--- How to complete this task ---
Which lines below include the string "excluded"? Please show each one.

╭─ Records provided

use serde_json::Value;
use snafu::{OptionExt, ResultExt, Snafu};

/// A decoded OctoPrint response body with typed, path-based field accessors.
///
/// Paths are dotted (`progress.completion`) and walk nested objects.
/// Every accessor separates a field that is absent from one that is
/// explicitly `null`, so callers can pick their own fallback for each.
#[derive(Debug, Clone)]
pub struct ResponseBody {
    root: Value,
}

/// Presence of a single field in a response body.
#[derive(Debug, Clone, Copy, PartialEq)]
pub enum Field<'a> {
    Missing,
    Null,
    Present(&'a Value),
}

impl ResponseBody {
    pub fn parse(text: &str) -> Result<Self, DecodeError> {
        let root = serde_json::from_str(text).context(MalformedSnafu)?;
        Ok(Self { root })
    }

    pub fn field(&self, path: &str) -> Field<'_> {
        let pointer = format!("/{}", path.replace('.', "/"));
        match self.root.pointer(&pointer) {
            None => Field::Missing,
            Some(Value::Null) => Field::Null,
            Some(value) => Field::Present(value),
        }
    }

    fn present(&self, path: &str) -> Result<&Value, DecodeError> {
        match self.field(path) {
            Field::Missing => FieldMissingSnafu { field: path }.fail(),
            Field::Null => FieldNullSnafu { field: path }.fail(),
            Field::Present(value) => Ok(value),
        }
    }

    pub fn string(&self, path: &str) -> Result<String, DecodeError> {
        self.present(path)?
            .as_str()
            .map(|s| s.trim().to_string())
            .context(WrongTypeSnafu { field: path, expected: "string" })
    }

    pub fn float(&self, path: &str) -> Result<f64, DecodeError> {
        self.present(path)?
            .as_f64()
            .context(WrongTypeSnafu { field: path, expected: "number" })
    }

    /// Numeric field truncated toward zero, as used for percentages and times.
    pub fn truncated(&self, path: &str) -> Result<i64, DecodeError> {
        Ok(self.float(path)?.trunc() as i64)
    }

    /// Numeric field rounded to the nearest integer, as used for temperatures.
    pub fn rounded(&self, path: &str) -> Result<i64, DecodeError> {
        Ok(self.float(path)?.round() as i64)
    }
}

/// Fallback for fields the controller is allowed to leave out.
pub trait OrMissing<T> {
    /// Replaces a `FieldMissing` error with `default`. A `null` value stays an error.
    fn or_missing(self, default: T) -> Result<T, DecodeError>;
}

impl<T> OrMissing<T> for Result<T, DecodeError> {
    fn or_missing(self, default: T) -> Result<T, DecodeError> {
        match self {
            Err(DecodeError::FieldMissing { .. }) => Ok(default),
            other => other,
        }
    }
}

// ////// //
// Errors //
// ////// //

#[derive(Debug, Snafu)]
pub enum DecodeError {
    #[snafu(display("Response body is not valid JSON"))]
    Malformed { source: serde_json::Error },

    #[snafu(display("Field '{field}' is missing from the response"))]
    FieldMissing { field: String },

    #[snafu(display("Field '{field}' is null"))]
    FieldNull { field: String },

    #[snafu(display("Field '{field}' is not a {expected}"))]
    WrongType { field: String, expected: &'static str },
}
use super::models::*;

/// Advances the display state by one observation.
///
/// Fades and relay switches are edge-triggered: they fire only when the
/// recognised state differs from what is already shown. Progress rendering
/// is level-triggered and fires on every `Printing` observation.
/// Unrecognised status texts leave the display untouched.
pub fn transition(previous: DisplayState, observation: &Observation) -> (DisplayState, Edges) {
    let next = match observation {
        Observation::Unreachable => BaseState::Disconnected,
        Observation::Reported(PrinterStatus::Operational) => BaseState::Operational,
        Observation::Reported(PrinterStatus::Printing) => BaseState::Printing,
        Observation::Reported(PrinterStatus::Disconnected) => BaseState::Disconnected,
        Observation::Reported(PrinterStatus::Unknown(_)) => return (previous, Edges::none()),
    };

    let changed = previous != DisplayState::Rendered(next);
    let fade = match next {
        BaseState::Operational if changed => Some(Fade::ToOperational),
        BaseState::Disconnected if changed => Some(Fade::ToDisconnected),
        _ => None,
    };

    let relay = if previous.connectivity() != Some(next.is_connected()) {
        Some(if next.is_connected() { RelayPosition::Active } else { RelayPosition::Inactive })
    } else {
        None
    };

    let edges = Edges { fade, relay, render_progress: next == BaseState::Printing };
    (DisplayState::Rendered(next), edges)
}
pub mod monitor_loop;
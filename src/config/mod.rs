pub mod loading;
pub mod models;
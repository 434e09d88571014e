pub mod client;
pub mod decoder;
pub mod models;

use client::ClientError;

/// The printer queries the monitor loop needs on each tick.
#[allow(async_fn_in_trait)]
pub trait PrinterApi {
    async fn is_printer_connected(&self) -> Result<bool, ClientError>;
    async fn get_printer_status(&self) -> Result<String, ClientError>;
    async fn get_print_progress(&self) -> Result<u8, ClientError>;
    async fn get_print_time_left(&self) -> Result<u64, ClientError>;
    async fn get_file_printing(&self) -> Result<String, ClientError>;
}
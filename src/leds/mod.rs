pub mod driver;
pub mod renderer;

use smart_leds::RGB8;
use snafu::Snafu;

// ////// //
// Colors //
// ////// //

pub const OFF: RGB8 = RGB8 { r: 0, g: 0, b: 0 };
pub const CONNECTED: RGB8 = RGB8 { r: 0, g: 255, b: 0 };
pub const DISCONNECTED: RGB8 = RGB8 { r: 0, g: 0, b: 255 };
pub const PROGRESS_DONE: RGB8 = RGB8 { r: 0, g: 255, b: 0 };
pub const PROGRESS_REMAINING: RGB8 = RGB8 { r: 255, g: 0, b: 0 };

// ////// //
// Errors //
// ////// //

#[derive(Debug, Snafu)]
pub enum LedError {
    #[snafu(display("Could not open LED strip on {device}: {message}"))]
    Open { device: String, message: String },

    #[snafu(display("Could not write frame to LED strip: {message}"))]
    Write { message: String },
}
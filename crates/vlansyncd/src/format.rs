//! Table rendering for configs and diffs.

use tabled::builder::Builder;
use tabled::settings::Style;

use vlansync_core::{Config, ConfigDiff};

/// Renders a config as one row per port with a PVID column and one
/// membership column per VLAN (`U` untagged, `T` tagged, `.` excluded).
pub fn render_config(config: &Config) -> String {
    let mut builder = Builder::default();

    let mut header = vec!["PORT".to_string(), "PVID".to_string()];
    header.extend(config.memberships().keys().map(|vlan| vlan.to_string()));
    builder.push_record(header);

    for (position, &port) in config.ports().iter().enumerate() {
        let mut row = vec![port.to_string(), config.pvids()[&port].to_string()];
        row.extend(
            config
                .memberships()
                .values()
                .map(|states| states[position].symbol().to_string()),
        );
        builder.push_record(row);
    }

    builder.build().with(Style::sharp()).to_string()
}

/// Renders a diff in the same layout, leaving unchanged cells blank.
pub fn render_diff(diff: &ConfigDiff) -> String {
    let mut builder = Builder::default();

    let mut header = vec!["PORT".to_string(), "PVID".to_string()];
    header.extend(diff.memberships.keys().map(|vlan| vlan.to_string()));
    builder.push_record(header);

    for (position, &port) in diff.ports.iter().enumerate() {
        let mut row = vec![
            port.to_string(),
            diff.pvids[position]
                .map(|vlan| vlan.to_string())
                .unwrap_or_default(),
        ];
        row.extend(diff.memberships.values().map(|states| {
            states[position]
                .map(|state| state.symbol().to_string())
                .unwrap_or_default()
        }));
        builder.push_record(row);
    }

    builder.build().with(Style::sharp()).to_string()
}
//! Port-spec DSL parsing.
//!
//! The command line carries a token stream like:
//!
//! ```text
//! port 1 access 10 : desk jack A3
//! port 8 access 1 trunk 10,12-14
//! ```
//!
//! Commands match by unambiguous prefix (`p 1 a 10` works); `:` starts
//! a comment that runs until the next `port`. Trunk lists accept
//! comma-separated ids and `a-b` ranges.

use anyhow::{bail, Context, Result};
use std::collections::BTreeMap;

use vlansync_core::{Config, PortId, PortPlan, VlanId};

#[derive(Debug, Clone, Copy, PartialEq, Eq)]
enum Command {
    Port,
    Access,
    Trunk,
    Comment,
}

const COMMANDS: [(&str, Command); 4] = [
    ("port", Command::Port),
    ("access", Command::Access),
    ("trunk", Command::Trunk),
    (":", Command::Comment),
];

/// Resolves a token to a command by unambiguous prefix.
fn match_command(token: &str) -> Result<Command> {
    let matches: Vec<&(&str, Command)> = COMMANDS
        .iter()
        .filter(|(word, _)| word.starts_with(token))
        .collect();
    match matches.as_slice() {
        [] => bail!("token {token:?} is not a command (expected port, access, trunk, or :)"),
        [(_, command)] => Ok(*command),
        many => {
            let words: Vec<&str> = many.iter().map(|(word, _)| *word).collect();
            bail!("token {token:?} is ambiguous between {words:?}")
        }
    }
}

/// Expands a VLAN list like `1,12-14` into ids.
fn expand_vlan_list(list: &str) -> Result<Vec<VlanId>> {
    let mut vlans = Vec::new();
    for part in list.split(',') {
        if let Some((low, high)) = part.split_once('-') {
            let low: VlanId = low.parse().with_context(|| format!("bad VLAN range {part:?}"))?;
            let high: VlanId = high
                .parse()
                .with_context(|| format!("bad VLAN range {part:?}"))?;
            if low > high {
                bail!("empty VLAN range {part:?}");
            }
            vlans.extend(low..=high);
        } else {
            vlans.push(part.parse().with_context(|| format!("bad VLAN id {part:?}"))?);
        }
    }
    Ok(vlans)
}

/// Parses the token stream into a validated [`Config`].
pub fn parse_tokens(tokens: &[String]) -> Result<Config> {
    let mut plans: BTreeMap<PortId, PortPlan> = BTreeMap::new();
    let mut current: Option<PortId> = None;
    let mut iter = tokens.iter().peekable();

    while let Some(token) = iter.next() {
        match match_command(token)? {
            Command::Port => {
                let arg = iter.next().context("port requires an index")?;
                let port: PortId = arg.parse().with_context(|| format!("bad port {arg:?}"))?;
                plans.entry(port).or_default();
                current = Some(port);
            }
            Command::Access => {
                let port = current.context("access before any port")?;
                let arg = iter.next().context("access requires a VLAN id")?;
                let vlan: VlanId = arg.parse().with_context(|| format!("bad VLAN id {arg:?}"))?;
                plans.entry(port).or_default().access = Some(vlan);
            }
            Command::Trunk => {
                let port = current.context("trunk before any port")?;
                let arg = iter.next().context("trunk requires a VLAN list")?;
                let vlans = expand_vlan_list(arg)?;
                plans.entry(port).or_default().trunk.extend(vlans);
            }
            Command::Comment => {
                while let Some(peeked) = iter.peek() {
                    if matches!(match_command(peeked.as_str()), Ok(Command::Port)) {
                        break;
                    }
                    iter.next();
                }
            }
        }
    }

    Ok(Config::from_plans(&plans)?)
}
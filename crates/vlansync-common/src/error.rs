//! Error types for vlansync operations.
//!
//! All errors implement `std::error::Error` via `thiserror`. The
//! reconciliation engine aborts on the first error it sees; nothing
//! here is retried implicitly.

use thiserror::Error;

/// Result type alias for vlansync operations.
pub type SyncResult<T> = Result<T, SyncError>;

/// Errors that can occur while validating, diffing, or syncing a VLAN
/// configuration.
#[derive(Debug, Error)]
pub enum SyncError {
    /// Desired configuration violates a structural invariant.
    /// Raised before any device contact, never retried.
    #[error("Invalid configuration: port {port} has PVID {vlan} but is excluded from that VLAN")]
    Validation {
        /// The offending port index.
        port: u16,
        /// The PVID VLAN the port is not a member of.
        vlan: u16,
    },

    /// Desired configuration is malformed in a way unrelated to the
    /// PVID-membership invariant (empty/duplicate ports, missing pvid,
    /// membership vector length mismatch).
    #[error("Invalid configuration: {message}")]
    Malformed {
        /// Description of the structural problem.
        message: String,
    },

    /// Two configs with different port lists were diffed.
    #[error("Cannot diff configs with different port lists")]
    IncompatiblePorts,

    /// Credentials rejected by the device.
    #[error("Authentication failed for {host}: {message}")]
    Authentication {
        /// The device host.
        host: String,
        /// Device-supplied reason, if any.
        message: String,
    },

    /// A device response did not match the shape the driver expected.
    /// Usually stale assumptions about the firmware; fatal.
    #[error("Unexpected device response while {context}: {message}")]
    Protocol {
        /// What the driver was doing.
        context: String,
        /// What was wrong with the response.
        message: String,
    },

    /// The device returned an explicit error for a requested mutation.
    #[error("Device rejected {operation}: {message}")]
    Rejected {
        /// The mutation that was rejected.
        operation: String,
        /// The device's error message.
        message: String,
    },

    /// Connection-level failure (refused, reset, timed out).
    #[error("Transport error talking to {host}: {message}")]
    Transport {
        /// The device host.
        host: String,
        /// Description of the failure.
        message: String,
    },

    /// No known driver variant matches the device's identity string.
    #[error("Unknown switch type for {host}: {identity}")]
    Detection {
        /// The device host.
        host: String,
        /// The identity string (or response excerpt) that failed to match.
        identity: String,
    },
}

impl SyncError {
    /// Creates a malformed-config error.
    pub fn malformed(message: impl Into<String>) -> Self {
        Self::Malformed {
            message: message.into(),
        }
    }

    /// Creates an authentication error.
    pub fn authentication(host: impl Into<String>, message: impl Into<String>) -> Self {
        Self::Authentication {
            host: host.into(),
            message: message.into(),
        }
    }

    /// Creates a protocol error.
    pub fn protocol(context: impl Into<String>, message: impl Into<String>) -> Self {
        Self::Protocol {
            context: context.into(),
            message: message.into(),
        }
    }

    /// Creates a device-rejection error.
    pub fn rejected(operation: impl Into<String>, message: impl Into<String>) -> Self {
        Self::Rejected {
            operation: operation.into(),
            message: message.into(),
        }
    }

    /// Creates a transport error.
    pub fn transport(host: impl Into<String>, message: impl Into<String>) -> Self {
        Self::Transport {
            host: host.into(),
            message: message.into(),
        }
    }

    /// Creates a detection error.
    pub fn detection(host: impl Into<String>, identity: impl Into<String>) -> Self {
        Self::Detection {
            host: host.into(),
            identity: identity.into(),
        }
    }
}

╰─

--- Your response ---
/// membership column per VLAN (`U` untagged, `T` tagged, `.` excluded).
    #[error("Invalid configuration: port {port} has PVID {vlan} but is excluded from that VLAN")]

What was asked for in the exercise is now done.